Rushing, Pledging, Initiations: Pathway To Successful Manhood

World War II came as another shock to the system. The Hasty Pudding Club, normally the first step towards Final Club membership, was turned into an Officers' Club, and undergraduates were speeded through college in an accelerated military program.

Today the Clubs' problems are not so dramatic as wars or depressions. Rather they are the result of gradual changes in the College itself. With rising standards of admission at Harvard, less and less "club material" from the Eastern prep schools is being accepted into the University. And the "preppies" that do come are often so interested in their academic work or else forced to spend so much time on their studies that they don't use the Club as much more than an occasional convenience. There is a good deal of grumbling from graduates in the Club lounges that "Things are not what they used to be here.

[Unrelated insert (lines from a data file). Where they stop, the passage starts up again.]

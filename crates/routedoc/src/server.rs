//! API documentation server.
//!
//! [`ApiServer`] owns the registered routes, one operation per route, and
//! the document metadata. [`ApiServer::document`] assembles them into a
//! Swagger 2.0 document.

use http::Method;
use routedoc_config::RoutedocConfig;
use routedoc_docs::{DocsOptions, Info, Operation, Parameter, Swagger, SwaggerUi, Tag};
use routedoc_router::{
    strip_optional_markers, IntoRouteAction, RouteCollection, RouteDefinition, RouteId,
};
use std::sync::Arc;

use crate::endpoint::Endpoint;
use crate::error::RoutedocResult;

/// Collects routes and documents them.
///
/// # Example
///
/// ```rust
/// use routedoc::{ApiServer, DocsOptions, Info};
///
/// let mut api = ApiServer::new(DocsOptions::default(), Info::new("Pets", "1.0.0"));
/// api.get("/pets/{petId}", "PetController@show_pet")?
///     .summary("Find a pet")
///     .add_response(200, "The pet");
///
/// let doc = api.document()?;
/// let op = doc.operation("showPet").unwrap();
/// assert_eq!(op.parameters().len(), 1);
/// # Ok::<(), routedoc::RoutedocError>(())
/// ```
#[derive(Debug)]
pub struct ApiServer {
    options: DocsOptions,
    document: Swagger,
    routes: RouteCollection,
    operations: Vec<Operation>,
    ui_path: String,
}

impl ApiServer {
    /// Creates a server with no routes.
    #[must_use]
    pub fn new(options: DocsOptions, info: Info) -> Self {
        Self {
            options,
            document: Swagger::new(info),
            routes: RouteCollection::new(),
            operations: Vec::new(),
            ui_path: "/docs".to_string(),
        }
    }

    /// Creates a server from loaded configuration.
    #[must_use]
    pub fn from_config(config: &RoutedocConfig) -> Self {
        let docs = &config.docs;
        let mut server = Self::new(docs.options(), docs.info());
        server.document.host.clone_from(&docs.host);
        server.document.base_path.clone_from(&docs.base_path);
        server.document.schemes.clone_from(&docs.schemes);
        server.ui_path.clone_from(&docs.ui_path);
        server
    }

    /// Options applied to newly registered routes.
    #[must_use]
    pub fn docs_options(&self) -> DocsOptions {
        self.options
    }

    /// Registered routes.
    #[must_use]
    pub fn routes(&self) -> &RouteCollection {
        &self.routes
    }

    /// Operation documenting a registered route.
    #[must_use]
    pub fn operation(&self, id: RouteId) -> Option<&Operation> {
        self.operations.get(id.index())
    }

    /// Returns the document tag with `name`, creating it when missing.
    pub fn tag(&mut self, name: &str, description: Option<&str>) -> &mut Tag {
        let tag = self.document.tag_mut(name);
        if let Some(description) = description {
            tag.set_description(description);
        }
        tag
    }

    /// Registers a shared parameter definition.
    ///
    /// Routes registered afterwards whose placeholder matches `name` take
    /// this definition instead of a synthesized path parameter.
    pub fn parameter(&mut self, name: &str, parameter: Parameter) -> Arc<Parameter> {
        let parameter = Arc::new(parameter);
        self.document
            .parameters
            .insert(name.to_string(), Arc::clone(&parameter));
        parameter
    }

    /// Registers a route for `methods`.
    pub fn route(
        &mut self,
        methods: &[Method],
        uri: &str,
        action: impl IntoRouteAction,
    ) -> RoutedocResult<Endpoint<'_>> {
        let id = self.routes.add(methods, uri, action.into_route_action()?)?;
        Ok(self.attach(id))
    }

    /// Registers a GET route.
    pub fn get(
        &mut self,
        uri: &str,
        action: impl IntoRouteAction,
    ) -> RoutedocResult<Endpoint<'_>> {
        self.route(&[Method::GET], uri, action)
    }

    /// Registers a POST route.
    pub fn post(
        &mut self,
        uri: &str,
        action: impl IntoRouteAction,
    ) -> RoutedocResult<Endpoint<'_>> {
        self.route(&[Method::POST], uri, action)
    }

    /// Registers a PUT route.
    pub fn put(
        &mut self,
        uri: &str,
        action: impl IntoRouteAction,
    ) -> RoutedocResult<Endpoint<'_>> {
        self.route(&[Method::PUT], uri, action)
    }

    /// Registers a PATCH route.
    pub fn patch(
        &mut self,
        uri: &str,
        action: impl IntoRouteAction,
    ) -> RoutedocResult<Endpoint<'_>> {
        self.route(&[Method::PATCH], uri, action)
    }

    /// Registers a DELETE route.
    pub fn delete(
        &mut self,
        uri: &str,
        action: impl IntoRouteAction,
    ) -> RoutedocResult<Endpoint<'_>> {
        self.route(&[Method::DELETE], uri, action)
    }

    /// Registers an OPTIONS route.
    pub fn options(
        &mut self,
        uri: &str,
        action: impl IntoRouteAction,
    ) -> RoutedocResult<Endpoint<'_>> {
        self.route(&[Method::OPTIONS], uri, action)
    }

    /// Registers a route answering every documentable method.
    pub fn any(
        &mut self,
        uri: &str,
        action: impl IntoRouteAction,
    ) -> RoutedocResult<Endpoint<'_>> {
        let id = self.routes.any(uri, action.into_route_action()?)?;
        Ok(self.attach(id))
    }

    /// Reopens a registered route.
    pub fn endpoint(&mut self, id: RouteId) -> Option<Endpoint<'_>> {
        let route = self.routes.get_mut(id)?;
        let operation = self.operations.get_mut(id.index())?;
        Some(Endpoint::new(route, operation, &self.document.parameters, self.options))
    }

    fn attach(&mut self, id: RouteId) -> Endpoint<'_> {
        let mut operation = Operation::new();
        operation.set_route(&self.routes[id], &self.document.parameters, &self.options);
        self.operations.push(operation);

        Endpoint::new(
            &mut self.routes[id],
            &mut self.operations[id.index()],
            &self.document.parameters,
            self.options,
        )
    }

    /// Assembles the Swagger document.
    ///
    /// Each route contributes its operation under every method it answers,
    /// keyed by its URI with optional markers removed. HEAD is left out when
    /// the route also answers GET. A route documented under several methods
    /// suffixes its operationId with the method, keeping identifiers unique.
    /// Operation tags missing from the document tag list are appended to it.
    pub fn document(&self) -> RoutedocResult<Swagger> {
        let mut document = self.document.clone();

        for (id, route) in self.routes.iter() {
            let operation = &self.operations[id.index()];
            let key = path_key(route.uri());
            let methods = route.methods();
            let item = document.paths.entry(key.clone()).or_default();

            let documented: Vec<Method> = methods
                .to_vec()
                .into_iter()
                .filter(|m| *m != Method::HEAD || !methods.contains(&Method::GET))
                .collect();

            for method in &documented {
                if item.get(method).is_some() {
                    tracing::warn!(path = %key, method = %method, "Replacing documented operation");
                }
                let mut documented_op = operation.clone();
                if documented.len() > 1 {
                    documented_op.operation_id = operation
                        .operation_id
                        .as_deref()
                        .map(|id| method_operation_id(id, method));
                }
                item.set(method, documented_op)?;
            }

            for tag in &operation.tags {
                document.tag_mut(tag);
            }
        }

        tracing::info!(
            paths = document.paths.len(),
            routes = self.routes.len(),
            "Swagger document assembled"
        );
        Ok(document)
    }

    /// Serializes the document as pretty JSON.
    pub fn to_json(&self) -> RoutedocResult<String> {
        Ok(self.document()?.to_json()?)
    }

    /// Swagger UI page for the document, served under the configured path.
    pub fn swagger_ui(&self) -> RoutedocResult<SwaggerUi> {
        let document = self.document()?;
        let title = document.info.title.clone();
        Ok(SwaggerUi::new(self.ui_path.as_str(), &document).title(title))
    }
}

/// Installs the global subscriber described by `config`.
pub fn init_logging(config: &RoutedocConfig) -> RoutedocResult<()> {
    routedoc_telemetry::init_logging(&config.telemetry.logging.log_config())?;
    Ok(())
}

/// `index` under GET becomes `indexGet`.
fn method_operation_id(operation_id: &str, method: &Method) -> String {
    let method = method.as_str().to_ascii_lowercase();
    let mut chars = method.chars();
    let suffix: String = chars
        .next()
        .map(|first| first.to_ascii_uppercase().to_string() + chars.as_str())
        .unwrap_or_default();
    format!("{operation_id}{suffix}")
}

fn path_key(uri: &str) -> String {
    let uri = strip_optional_markers(uri);
    if uri.starts_with('/') {
        uri
    } else {
        format!("/{uri}")
    }
}

#[cfg(test)]
mod tests {
    use super::*;
    use routedoc_docs::{OverrideMode, ParameterLocation, SchemaType};

    fn server() -> ApiServer {
        ApiServer::new(DocsOptions::default(), Info::new("Test", "1.0.0"))
    }

    #[test]
    fn test_path_key() {
        assert_eq!(path_key("/"), "/");
        assert_eq!(path_key("users/{id}"), "/users/{id}");
        assert_eq!(path_key("posts/{postId?}"), "/posts/{postId}");
    }

    #[test]
    fn test_get_route_skips_head() {
        let mut api = server();
        api.get("/users", "UserController@index").unwrap();

        let doc = api.document().unwrap();
        let item = &doc.paths["/users"];
        assert!(item.get.is_some());
        assert!(item.head.is_none());
    }

    #[test]
    fn test_head_only_route_is_documented() {
        let mut api = server();
        api.route(&[Method::HEAD], "/ping", "PingController@head").unwrap();

        let doc = api.document().unwrap();
        assert!(doc.paths["/ping"].head.is_some());
    }

    #[test]
    fn test_any_route_documents_every_method() {
        let mut api = server();
        api.any("/echo", "EchoController@echo").unwrap();

        let doc = api.document().unwrap();
        let methods: Vec<Method> = doc.paths["/echo"].operations().map(|(m, _)| m).collect();
        assert_eq!(methods.len(), 6);
        assert!(!methods.contains(&Method::HEAD));
    }

    #[test]
    fn test_multi_method_route_has_unique_operation_ids() {
        let mut api = server();
        api.any("/echo", "EchoController@echo").unwrap();
        api.get("/users", "UserController@index").unwrap();

        let doc = api.document().unwrap();
        let ids: Vec<&str> = doc.paths["/echo"]
            .operations()
            .filter_map(|(_, op)| op.operation_id.as_deref())
            .collect();
        assert_eq!(
            ids,
            vec!["echoGet", "echoPut", "echoPost", "echoDelete", "echoOptions", "echoPatch"]
        );
        assert!(doc.operation("index").is_some());
    }

    #[test]
    fn test_method_operation_id() {
        assert_eq!(method_operation_id("showUser", &Method::PATCH), "showUserPatch");
    }

    #[test]
    fn test_shared_parameter_is_substituted() {
        let mut api = server();
        let shared = api.parameter(
            "userId",
            Parameter::path("userId", true)
                .with_type(SchemaType::Integer)
                .with_description("User identifier"),
        );
        let endpoint = api.get("/users/{userId}", "UserController@show").unwrap();

        let attached = &endpoint.operation().parameters()[0];
        assert!(Arc::ptr_eq(attached, &shared));
    }

    #[test]
    fn test_adjusted_mode_follows_placeholder() {
        let options = DocsOptions {
            override_mode: OverrideMode::Adjusted,
            ..Default::default()
        };
        let mut api = ApiServer::new(options, Info::new("Test", "1.0.0"));
        api.parameter("id?", Parameter::path("id", true));
        let endpoint = api.get("/items/{id?}", "ItemController@show").unwrap();

        let param = endpoint.operation().parameter(ParameterLocation::Path, "id").unwrap();
        assert!(!param.required);
    }

    #[test]
    fn test_tag_declares_and_operations_extend() {
        let mut api = server();
        api.tag("users", Some("User management"));
        api.get("/users", "UserController@index")
            .unwrap()
            .tags(["users", "admin"]);

        let doc = api.document().unwrap();
        let names: Vec<&str> = doc.tags.iter().map(|t| t.name.as_str()).collect();
        assert_eq!(names, vec!["users", "admin"]);
        assert_eq!(doc.tags[0].description.as_deref(), Some("User management"));
    }

    #[test]
    fn test_from_config() {
        let mut config = RoutedocConfig::production();
        config.docs.title = "Pets".to_string();
        config.docs.base_path = Some("/v2".to_string());
        config.docs.parse_route_parameters = false;

        let mut api = ApiServer::from_config(&config);
        api.get("/pets/{id}", "PetController@show").unwrap();

        let doc = api.document().unwrap();
        assert_eq!(doc.info.title, "Pets");
        assert_eq!(doc.base_path.as_deref(), Some("/v2"));
        assert_eq!(doc.schemes, vec!["https".to_string()]);
        assert!(doc.paths["/pets/{id}"].get.as_ref().unwrap().parameters().is_empty());
    }

    #[test]
    fn test_invalid_action_rejected() {
        let mut api = server();
        assert!(api.get("/users", "UserController@").is_err());
        assert!(api.routes().is_empty());
    }

    #[test]
    fn test_endpoint_reopen() {
        let mut api = server();
        api.post("/users", "UserController@store").unwrap();
        let id = api.routes().iter().map(|(id, _)| id).next().unwrap();

        api.endpoint(id).unwrap().summary("Create a user");
        assert_eq!(api.operation(id).unwrap().summary.as_deref(), Some("Create a user"));
    }

    #[test]
    fn test_swagger_ui_uses_configured_path() {
        let mut config = RoutedocConfig::default();
        config.docs.ui_path = "/api-docs".to_string();

        let api = ApiServer::from_config(&config);
        let ui = api.swagger_ui().unwrap();
        assert_eq!(ui.spec_path(), "/api-docs/swagger.json");
        assert!(ui.html().contains("<title>API</title>"));
    }
}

In my day, you could come into the Club and find the bar filled from five o'clock till midnight."

Nor is the new type of "Clubbie" interested in devoting a lot of time and money to the punching season, and Club presidents often have to scramble around to recruit members to attend the various punching functions. Of course there is still a hard core of devoted members who haunt the Clubs morning, noon, and night--but they seem to be a slowly-dying breed.

A great many of the more liberal Club members are also eager to dispose of some of the stuffer rules of the Club game. Abortive movements have recently been started in some Clubs to admit ladies more frequently, and a few members feel that the Clubs would enjoy a friendlier place in the College if classmates could be brought in for meals. At least, they say, older guests should be invited more often. But these movements generally run into polite but firm opposition from the graduates, who remember a day when the Clubs were close-knit little bands of intimate friends, which might be broken up by frequent intrusions of outsiders, no matter how attractive and pleasant. The Clubs, tradition-bound as they are, are strongly tied to graduate opinion.

The punching season also seems to be lagging in a world gone by. There once was a time when practically all the sophomores punched were convinced from the very start that they wanted to join a Club. They had been brought up in families or schools where the Clubs were considered an integral part of a Harvard career. But this is no longer true today. A great many punchees have little idea of what goes on in a Club and, because of the general mystery that surrounds the Club's inner workings, they are never really told. And so they join for rather shallow reasons--all their friends are doing it, or they hope their Club connections will help them later in a business career. Later some of shot-in-the-dark types grow to like Club life, but a few are disillusioned.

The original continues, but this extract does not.